BRIEF
In the entries below, find the line with "assert_eq!(huge, PageRequest::Number(u64::MAX));" and the line with "build_feed(mixed(vec![a], vec![b]), PageRequest::First);"; give again those lines and every line between them, exactly.
☆ ☆ ☆
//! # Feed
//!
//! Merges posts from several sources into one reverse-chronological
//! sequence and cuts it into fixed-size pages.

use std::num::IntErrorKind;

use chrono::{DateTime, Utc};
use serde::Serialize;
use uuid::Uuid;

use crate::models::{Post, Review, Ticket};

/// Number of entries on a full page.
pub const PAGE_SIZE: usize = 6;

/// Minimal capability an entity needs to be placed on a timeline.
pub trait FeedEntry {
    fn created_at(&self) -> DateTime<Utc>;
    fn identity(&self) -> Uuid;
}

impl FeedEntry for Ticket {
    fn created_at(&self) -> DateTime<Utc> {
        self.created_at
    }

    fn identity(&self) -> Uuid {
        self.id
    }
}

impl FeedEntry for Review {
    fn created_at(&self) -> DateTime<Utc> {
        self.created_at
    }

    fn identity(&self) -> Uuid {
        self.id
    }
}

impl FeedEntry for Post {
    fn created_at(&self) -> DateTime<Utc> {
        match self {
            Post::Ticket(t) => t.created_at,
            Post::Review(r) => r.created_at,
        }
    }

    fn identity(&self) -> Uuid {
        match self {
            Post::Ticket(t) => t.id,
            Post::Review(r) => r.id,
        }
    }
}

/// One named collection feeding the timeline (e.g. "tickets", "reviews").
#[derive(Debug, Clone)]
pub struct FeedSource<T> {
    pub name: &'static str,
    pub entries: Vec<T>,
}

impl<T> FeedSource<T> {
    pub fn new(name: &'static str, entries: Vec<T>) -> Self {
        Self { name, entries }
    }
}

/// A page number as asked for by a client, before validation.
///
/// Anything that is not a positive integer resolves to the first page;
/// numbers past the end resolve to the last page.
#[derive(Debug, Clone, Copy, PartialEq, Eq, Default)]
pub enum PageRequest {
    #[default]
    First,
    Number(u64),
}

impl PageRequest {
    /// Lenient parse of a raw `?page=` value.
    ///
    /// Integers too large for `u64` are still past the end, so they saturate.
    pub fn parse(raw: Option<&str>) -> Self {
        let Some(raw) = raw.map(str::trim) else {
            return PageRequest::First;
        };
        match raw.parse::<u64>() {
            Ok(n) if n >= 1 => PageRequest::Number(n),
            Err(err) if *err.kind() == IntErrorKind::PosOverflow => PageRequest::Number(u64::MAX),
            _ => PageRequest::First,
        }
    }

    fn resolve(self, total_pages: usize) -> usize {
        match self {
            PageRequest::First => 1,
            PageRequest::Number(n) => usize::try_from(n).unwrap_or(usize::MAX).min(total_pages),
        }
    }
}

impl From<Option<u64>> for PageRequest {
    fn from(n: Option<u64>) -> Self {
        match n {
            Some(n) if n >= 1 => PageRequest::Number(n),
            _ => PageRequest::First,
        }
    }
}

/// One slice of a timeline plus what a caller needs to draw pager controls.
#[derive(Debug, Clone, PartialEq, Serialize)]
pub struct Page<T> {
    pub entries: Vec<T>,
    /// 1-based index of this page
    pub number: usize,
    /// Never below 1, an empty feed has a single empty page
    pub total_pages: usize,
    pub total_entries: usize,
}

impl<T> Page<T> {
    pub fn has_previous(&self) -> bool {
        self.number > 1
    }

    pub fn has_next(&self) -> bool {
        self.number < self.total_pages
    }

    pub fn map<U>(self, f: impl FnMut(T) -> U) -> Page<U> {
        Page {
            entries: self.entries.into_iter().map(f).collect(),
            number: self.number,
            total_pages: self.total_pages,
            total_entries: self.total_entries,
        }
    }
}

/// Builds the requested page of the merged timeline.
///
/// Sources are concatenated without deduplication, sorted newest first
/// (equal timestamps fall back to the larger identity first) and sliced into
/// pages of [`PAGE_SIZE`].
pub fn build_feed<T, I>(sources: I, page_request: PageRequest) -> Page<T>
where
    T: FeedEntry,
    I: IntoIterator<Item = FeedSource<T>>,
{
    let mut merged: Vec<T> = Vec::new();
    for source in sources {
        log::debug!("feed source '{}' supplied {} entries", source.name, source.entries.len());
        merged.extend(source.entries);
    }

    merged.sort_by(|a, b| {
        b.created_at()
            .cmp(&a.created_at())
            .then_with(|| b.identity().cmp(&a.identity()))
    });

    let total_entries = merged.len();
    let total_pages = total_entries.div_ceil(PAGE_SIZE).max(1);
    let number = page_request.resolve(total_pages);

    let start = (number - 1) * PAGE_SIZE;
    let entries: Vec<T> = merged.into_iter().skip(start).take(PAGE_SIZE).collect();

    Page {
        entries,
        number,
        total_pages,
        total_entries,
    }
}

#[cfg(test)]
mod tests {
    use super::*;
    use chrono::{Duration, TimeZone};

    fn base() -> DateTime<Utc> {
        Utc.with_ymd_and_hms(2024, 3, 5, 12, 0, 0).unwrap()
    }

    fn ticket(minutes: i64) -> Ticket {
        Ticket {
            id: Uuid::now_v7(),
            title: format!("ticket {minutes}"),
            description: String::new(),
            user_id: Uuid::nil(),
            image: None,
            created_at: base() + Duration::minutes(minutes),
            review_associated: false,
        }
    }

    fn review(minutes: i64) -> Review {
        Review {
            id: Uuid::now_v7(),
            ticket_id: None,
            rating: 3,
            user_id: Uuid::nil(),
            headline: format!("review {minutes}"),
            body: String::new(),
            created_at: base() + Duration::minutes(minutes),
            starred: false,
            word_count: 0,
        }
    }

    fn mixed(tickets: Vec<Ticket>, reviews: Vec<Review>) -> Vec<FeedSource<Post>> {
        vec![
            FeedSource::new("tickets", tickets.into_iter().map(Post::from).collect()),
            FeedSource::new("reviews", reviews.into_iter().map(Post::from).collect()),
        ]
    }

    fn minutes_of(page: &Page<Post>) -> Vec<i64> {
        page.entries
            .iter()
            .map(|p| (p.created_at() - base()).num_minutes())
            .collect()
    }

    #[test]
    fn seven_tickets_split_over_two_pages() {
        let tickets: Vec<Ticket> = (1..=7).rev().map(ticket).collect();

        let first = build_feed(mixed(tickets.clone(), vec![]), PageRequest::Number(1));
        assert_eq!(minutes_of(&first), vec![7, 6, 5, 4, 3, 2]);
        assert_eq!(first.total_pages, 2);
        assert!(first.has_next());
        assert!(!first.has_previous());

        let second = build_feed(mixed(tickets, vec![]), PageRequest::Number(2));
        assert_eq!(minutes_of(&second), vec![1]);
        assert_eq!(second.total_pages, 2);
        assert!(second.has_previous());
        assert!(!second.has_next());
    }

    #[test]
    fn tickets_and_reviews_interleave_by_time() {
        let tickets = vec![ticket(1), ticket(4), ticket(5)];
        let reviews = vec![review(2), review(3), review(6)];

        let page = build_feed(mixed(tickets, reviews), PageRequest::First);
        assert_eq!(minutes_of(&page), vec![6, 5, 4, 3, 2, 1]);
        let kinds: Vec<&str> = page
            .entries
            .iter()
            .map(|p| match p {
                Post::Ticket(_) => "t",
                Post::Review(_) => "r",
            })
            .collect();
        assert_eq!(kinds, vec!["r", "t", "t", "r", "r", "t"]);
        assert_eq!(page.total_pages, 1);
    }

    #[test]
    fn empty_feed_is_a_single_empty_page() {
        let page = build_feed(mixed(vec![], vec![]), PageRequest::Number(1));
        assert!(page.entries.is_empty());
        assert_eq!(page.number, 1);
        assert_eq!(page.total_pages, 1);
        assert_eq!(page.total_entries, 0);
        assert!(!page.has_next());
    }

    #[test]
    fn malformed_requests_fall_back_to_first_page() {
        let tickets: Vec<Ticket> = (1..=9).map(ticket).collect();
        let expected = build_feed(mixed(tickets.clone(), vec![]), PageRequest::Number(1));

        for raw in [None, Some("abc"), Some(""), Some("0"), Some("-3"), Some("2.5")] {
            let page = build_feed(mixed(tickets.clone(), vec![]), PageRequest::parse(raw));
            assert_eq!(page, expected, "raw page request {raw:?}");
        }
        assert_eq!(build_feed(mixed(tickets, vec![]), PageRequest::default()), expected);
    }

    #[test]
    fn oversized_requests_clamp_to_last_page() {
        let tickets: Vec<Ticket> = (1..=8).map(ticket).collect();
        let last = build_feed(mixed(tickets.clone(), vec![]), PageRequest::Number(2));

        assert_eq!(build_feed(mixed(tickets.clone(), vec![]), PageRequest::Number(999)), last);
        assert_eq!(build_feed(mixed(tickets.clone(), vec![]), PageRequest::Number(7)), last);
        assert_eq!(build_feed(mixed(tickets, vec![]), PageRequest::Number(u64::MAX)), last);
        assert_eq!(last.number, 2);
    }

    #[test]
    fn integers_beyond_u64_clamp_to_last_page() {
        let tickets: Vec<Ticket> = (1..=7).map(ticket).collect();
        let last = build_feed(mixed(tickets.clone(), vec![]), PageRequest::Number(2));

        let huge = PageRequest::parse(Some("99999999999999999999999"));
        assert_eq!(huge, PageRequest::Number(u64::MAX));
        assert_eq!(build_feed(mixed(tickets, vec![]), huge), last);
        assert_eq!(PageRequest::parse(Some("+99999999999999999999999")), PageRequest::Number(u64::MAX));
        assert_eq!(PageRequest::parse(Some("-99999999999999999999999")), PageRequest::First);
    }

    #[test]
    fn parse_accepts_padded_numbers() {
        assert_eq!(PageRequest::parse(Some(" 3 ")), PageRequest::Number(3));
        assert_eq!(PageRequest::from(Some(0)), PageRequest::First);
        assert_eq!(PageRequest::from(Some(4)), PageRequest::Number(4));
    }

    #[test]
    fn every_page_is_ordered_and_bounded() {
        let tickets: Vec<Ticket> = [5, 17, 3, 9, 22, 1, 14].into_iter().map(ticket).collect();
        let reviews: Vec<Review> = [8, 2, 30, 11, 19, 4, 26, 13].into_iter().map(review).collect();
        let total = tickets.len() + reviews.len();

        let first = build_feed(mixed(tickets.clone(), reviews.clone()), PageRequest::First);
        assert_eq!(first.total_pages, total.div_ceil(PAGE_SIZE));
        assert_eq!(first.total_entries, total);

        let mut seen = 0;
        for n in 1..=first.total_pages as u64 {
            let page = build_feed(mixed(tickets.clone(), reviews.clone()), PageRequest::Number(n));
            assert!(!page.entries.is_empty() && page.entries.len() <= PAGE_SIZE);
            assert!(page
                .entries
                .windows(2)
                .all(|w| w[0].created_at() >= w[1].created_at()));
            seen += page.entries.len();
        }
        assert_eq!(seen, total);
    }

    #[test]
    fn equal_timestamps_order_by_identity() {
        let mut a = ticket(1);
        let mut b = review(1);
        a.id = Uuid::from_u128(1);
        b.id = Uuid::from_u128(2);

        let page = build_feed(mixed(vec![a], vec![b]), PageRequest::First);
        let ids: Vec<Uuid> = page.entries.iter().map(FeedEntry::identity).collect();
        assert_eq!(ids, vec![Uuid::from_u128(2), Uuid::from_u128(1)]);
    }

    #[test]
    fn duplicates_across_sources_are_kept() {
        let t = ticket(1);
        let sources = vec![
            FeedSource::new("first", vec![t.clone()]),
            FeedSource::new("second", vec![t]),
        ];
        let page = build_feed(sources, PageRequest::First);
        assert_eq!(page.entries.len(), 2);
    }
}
☆ ☆ ☆
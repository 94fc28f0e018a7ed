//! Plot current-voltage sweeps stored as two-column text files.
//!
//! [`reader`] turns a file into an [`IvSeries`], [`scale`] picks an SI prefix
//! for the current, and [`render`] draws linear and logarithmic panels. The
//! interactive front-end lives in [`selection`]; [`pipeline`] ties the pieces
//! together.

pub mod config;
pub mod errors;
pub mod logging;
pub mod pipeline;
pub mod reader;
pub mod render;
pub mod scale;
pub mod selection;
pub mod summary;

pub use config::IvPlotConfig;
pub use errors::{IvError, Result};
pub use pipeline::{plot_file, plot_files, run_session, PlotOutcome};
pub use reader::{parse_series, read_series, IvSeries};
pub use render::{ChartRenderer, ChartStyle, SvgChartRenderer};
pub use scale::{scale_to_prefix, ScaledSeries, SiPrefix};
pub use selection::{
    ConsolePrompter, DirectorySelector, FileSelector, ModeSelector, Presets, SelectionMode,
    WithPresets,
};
☆ ☆ ☆
ANSWER TO THIS EXERCISE
        assert_eq!(huge, PageRequest::Number(u64::MAX));
        assert_eq!(build_feed(mixed(tickets, vec![]), huge), last);
        assert_eq!(PageRequest::parse(Some("+99999999999999999999999")), PageRequest::Number(u64::MAX));
        assert_eq!(PageRequest::parse(Some("-99999999999999999999999")), PageRequest::First);
    }

    #[test]
    fn parse_accepts_padded_numbers() {
        assert_eq!(PageRequest::parse(Some(" 3 ")), PageRequest::Number(3));
        assert_eq!(PageRequest::from(Some(0)), PageRequest::First);
        assert_eq!(PageRequest::from(Some(4)), PageRequest::Number(4));
    }

    #[test]
    fn every_page_is_ordered_and_bounded() {
        let tickets: Vec<Ticket> = [5, 17, 3, 9, 22, 1, 14].into_iter().map(ticket).collect();
        let reviews: Vec<Review> = [8, 2, 30, 11, 19, 4, 26, 13].into_iter().map(review).collect();
        let total = tickets.len() + reviews.len();

        let first = build_feed(mixed(tickets.clone(), reviews.clone()), PageRequest::First);
        assert_eq!(first.total_pages, total.div_ceil(PAGE_SIZE));
        assert_eq!(first.total_entries, total);

        let mut seen = 0;
        for n in 1..=first.total_pages as u64 {
            let page = build_feed(mixed(tickets.clone(), reviews.clone()), PageRequest::Number(n));
            assert!(!page.entries.is_empty() && page.entries.len() <= PAGE_SIZE);
            assert!(page
                .entries
                .windows(2)
                .all(|w| w[0].created_at() >= w[1].created_at()));
            seen += page.entries.len();
        }
        assert_eq!(seen, total);
    }

    #[test]
    fn equal_timestamps_order_by_identity() {
        let mut a = ticket(1);
        let mut b = review(1);
        a.id = Uuid::from_u128(1);
        b.id = Uuid::from_u128(2);

        let page = build_feed(mixed(vec![a], vec![b]), PageRequest::First);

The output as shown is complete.